• [ASSIGNMENT]:
Wherever the word "rendered" appears in a line of the data, that line should be copied.

Extracted data entries:
#[cfg(test)]
mod tests {
    use super::*;

    #[test]
    fn defaults_match_spec_section_6() {
        let opts = SessionOptions::new();
        assert_eq!(opts.fore_queue_depth(), 32);
        assert_eq!(opts.back_queue_depth(), 32);
        assert_eq!(opts.scheduler(), SchedulerKind::RoundRobin);
    }

    #[test]
    fn queue_depth_out_of_range_is_rejected() {
        let mut opts = SessionOptions::new();
        assert!(opts.set_fore_queue_depth(0).is_err());
        assert!(opts.set_fore_queue_depth(4097).is_err());
        assert!(opts.set_fore_queue_depth(4096).is_ok());
    }

    #[test]
    fn message_size_out_of_range_is_rejected() {
        let mut opts = SessionOptions::new();
        assert!(opts.set_fore_max_request_size(1024).is_err());
        assert!(opts
            .set_fore_max_request_size(32 * 1024 * 1024)
            .is_err());
        assert!(opts.set_fore_max_request_size(8 * 1024).is_ok());
    }

    #[test]
    fn keepalive_and_logout_timeout_validate_upper_bound() {
        let mut opts = SessionOptions::new();
        assert!(opts
            .set_min_keepalive_time(Duration::from_secs(86_401))
            .is_err());
        assert!(opts
            .set_min_keepalive_time(Duration::from_secs(86_400))
            .is_ok());
        assert!(opts.set_logout_timeout(Duration::from_secs(61)).is_err());
        assert!(opts.set_logout_timeout(Duration::from_secs(60)).is_ok());
    }

    #[test]
    fn to_options_round_trips_through_negotiation_parse() {
        let opts = SessionOptions::new();
        let rendered = opts.to_options();
        // A self-negotiation (local vs local) should parse back cleanly.
        let negotiated = crate::session::nexus::negotiate(&rendered, &rendered);
        let parsed = NegotiatedOptions::from_options(&negotiated).unwrap();
        assert_eq!(parsed.fore_queue_depth, 32);
        assert!(!parsed.ordered_execution);
        assert_eq!(parsed.payload_compression, Compression::None);
    }

    #[test]
    fn missing_option_is_reported_by_name() {
        let empty = Options::new();
        let err = NegotiatedOptions::from_options(&empty).unwrap_err();
        assert_eq!(err, ConfigError::Missing("foreQueueDepth"));
    }

    #[test]
    fn handle_swaps_without_blocking_a_concurrent_reader() {
        let rendered = SessionOptions::new().to_options();
        let negotiated = crate::session::nexus::negotiate(&rendered, &rendered);
        let handle = NegotiatedOptionsHandle::new(
            NegotiatedOptions::from_options(&negotiated).unwrap(),
        );
        let before = handle.load();
        let mut next = (*before).clone();
        next.ordered_execution = true;
        handle.store(next);
        let after = handle.load();
        assert!(after.ordered_execution);
        assert!(!before.ordered_execution);
    }
}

• [SOLUTION FOR THIS TASK]:
        let rendered = opts.to_options();
        let negotiated = crate::session::nexus::negotiate(&rendered, &rendered);
        let rendered = SessionOptions::new().to_options();
        let negotiated = crate::session::nexus::negotiate(&rendered, &rendered);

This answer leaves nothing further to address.